● **What is needed**
Find the line with "use utoipa::ToSchema;" in the entries below, then reproduce it and every line after it down to and including the line with "let link = match firebase", exactly.

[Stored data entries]
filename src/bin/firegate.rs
use anyhow::Result;
use firegate::cli::{actions, actions::Action, start};

#[tokio::main]
async fn main() -> Result<()> {
    let (action, globals) = start()?;

    match action {
        Action::Server { .. } => actions::server::handle(action, &globals).await?,
    }

    Ok(())
}
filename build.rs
fn main() {
    built::write_built_file().expect("Failed to acquire build-time information");
}
use crate::{
    cli::globals::GlobalArgs, firebase::FirebaseClient, firegate::handlers::valid_email,
    mail::Mailer,
};
use axum::{extract::Extension, http::StatusCode, response::IntoResponse, Json};
use serde::{Deserialize, Serialize};
use std::sync::Arc;
use tracing::{debug, error, instrument};
use utoipa::ToSchema;

#[derive(ToSchema, Serialize, Deserialize, Debug)]
pub struct UserRegister {
    email: String,
    #[serde(skip_serializing)]
    password: String,
    role: String,
}

#[utoipa::path(
    post,
    path= "/register",
    request_body = UserRegister,
    responses (
        (status = 201, description = "Registration successful", content_type = "text/plain"),
        (status = 400, description = "Malformed payload or invalid email"),
        (status = 500, description = "Provider, database or mail failure"),
    ),
    tag= "register"
)]
/// Create a provider user, send the verification email, and write the role
/// side record. Failures after user creation leave the provider record in
/// place; there is no compensating rollback.
#[instrument(skip(firebase, mailer, globals, payload))]
pub async fn register(
    firebase: Extension<Arc<FirebaseClient>>,
    mailer: Extension<Arc<Mailer>>,
    globals: Extension<GlobalArgs>,
    payload: Option<Json<UserRegister>>,
) -> impl IntoResponse {
    let user: UserRegister = match payload {
        Some(Json(payload)) => payload,
        None => return (StatusCode::BAD_REQUEST, "Missing payload".to_string()),
    };

    if !valid_email(&user.email) {
        return (StatusCode::BAD_REQUEST, "Invalid email".to_string());
    }

    debug!("registering {} with role {}", user.email, user.role);

    // The password goes to the provider verbatim; credential hashing and
    // storage are its concern. The role doubles as the display name.
    let new_user = match firebase
        .create_user(&user.email, &user.password, &user.role)
        .await
    {
        Ok(new_user) => new_user,
        Err(e) => {
            error!("Failed to create user: {:?}", e);

            return (
                StatusCode::INTERNAL_SERVER_ERROR,
                "Failed to create user".to_string(),
            );
        }
    };

    let link = match firebase
        .email_verification_link(&user.email, &globals.continue_url())
        .await
    {
        Ok(link) => link,
        Err(e) => {
            error!("Failed to generate verification link: {:?}", e);

            return (
                StatusCode::INTERNAL_SERVER_ERROR,
                "Failed to send verification email".to_string(),
            );
        }
    };

    if let Err(e) = mailer.send_verification(&user.email, &link).await {
        error!("Failed to send verification email: {:?}", e);

        return (
            StatusCode::INTERNAL_SERVER_ERROR,
            "Failed to send verification email".to_string(),
        );
    }

    if let Err(e) = firebase.set_role(&new_user.uid, &user.role).await {
        error!("Failed to assign role to user: {:?}", e);

        return (
            StatusCode::INTERNAL_SERVER_ERROR,
            "Failed to assign role to user".to_string(),
        );
    }

    (
        StatusCode::CREATED,
        "User registered successfully".to_string(),
    )
}
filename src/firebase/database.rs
//! Realtime Database REST access for the per-user role side record.
//!
//! The database is only used to persist a role string at `users/{uid}/role`.

use crate::firebase::FirebaseClient;
use anyhow::{anyhow, Result};
use serde_json::{json, Value};
use tracing::{debug, error, instrument};

impl FirebaseClient {
    /// Write the role side record for a user.
    /// # Errors
    /// Returns an error if the database rejects the write.
    #[instrument(skip(self))]
    pub async fn set_role(&self, uid: &str, role: &str) -> Result<()> {
        let token = self.access_token().await?;

        let response = self
            .http()
            .put(self.role_url(uid))
            .bearer_auth(&token)
            .json(&json!(role))
            .send()
            .await?;

        if !response.status().is_success() {
            let status = response.status();
            let json_response: Value = response.json().await?;

            let error_message = json_response["error"].as_str().unwrap_or_default();

            error!("Failed to write role for {}: {}", uid, error_message);

            return Err(anyhow!("{}, {}", status, error_message));
        }

        debug!("role for {} set to {}", uid, role);

        Ok(())
    }

    /// Read the role side record for a user. `Ok(None)` when no role was
    /// ever written; the database returns JSON `null` for missing paths.
    #[instrument(skip(self))]
    pub async fn get_role(&self, uid: &str) -> Result<Option<String>> {
        let token = self.access_token().await?;

        let response = self
            .http()
            .get(self.role_url(uid))
            .bearer_auth(&token)
            .send()
            .await?;

        if !response.status().is_success() {
            let status = response.status();
            let json_response: Value = response.json().await?;

            let error_message = json_response["error"].as_str().unwrap_or_default();

            error!("Failed to read role for {}: {}", uid, error_message);

            return Err(anyhow!("{}, {}", status, error_message));
        }

        let json_response: Value = response.json().await?;

        Ok(json_response.as_str().map(ToString::to_string))
    }
}
//! Custom sign-in token minting.
//!
//! Custom tokens are RS256 JWTs signed locally with the service-account key,
//! which the client exchanges for a session via the provider's
//! `signInWithCustomToken` endpoint. An optional `role` claim is embedded so
//! clients can scope their UI without an extra lookup.

use crate::firebase::FirebaseClient;
use anyhow::Result;
use chrono::Utc;
use jsonwebtoken::{encode, Algorithm, EncodingKey, Header};
use secrecy::ExposeSecret;
use serde::{Deserialize, Serialize};
use serde_json::json;

/// Audience required by the provider for custom tokens.
const CUSTOM_TOKEN_AUD: &str =
    "https://identitytoolkit.googleapis.com/google.identity.identitytoolkit.v1.IdentityToolkit";

/// Token lifetime; the provider caps custom tokens at one hour.
pub const CUSTOM_TOKEN_TTL_SECONDS: i64 = 3600;

#[derive(Debug, Serialize, Deserialize)]
pub struct CustomTokenClaims {
    pub iss: String,
    pub sub: String,
    pub aud: String,
    pub iat: i64,
    pub exp: i64,
    pub uid: String,
    #[serde(skip_serializing_if = "Option::is_none")]
    pub claims: Option<serde_json::Value>,
}

impl FirebaseClient {
    /// Mint a custom sign-in token for `uid`, returning the token and its
    /// expiry as a unix timestamp.
    /// # Errors
    /// Returns an error if the service-account key cannot be parsed or the
    /// token cannot be signed.
    pub fn custom_token(&self, uid: &str, role: Option<&str>) -> Result<(String, i64)> {
        let account = self.service_account();

        let now = Utc::now().timestamp();
        let expires = now + CUSTOM_TOKEN_TTL_SECONDS;

        let claims = CustomTokenClaims {
            iss: account.client_email.clone(),
            sub: account.client_email.clone(),
            aud: CUSTOM_TOKEN_AUD.to_string(),
            iat: now,
            exp: expires,
            uid: uid.to_string(),
            claims: role.map(|role| json!({ "role": role })),
        };

        let key = EncodingKey::from_rsa_pem(account.private_key.expose_secret().as_bytes())?;

        let token = encode(&Header::new(Algorithm::RS256), &claims, &key)?;

        Ok((token, expires))
    }
}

● **Task solution**
use utoipa::ToSchema;

#[derive(ToSchema, Serialize, Deserialize, Debug)]
pub struct UserRegister {
    email: String,
    #[serde(skip_serializing)]
    password: String,
    role: String,
}

#[utoipa::path(
    post,
    path= "/register",
    request_body = UserRegister,
    responses (
        (status = 201, description = "Registration successful", content_type = "text/plain"),
        (status = 400, description = "Malformed payload or invalid email"),
        (status = 500, description = "Provider, database or mail failure"),
    ),
    tag= "register"
)]
/// Create a provider user, send the verification email, and write the role
/// side record. Failures after user creation leave the provider record in
/// place; there is no compensating rollback.
#[instrument(skip(firebase, mailer, globals, payload))]
pub async fn register(
    firebase: Extension<Arc<FirebaseClient>>,
    mailer: Extension<Arc<Mailer>>,
    globals: Extension<GlobalArgs>,
    payload: Option<Json<UserRegister>>,
) -> impl IntoResponse {
    let user: UserRegister = match payload {
        Some(Json(payload)) => payload,
        None => return (StatusCode::BAD_REQUEST, "Missing payload".to_string()),
    };

    if !valid_email(&user.email) {
        return (StatusCode::BAD_REQUEST, "Invalid email".to_string());
    }

    debug!("registering {} with role {}", user.email, user.role);

    // The password goes to the provider verbatim; credential hashing and
    // storage are its concern. The role doubles as the display name.
    let new_user = match firebase
        .create_user(&user.email, &user.password, &user.role)
        .await
    {
        Ok(new_user) => new_user,
        Err(e) => {
            error!("Failed to create user: {:?}", e);

            return (
                StatusCode::INTERNAL_SERVER_ERROR,
                "Failed to create user".to_string(),
            );
        }
    };

    let link = match firebase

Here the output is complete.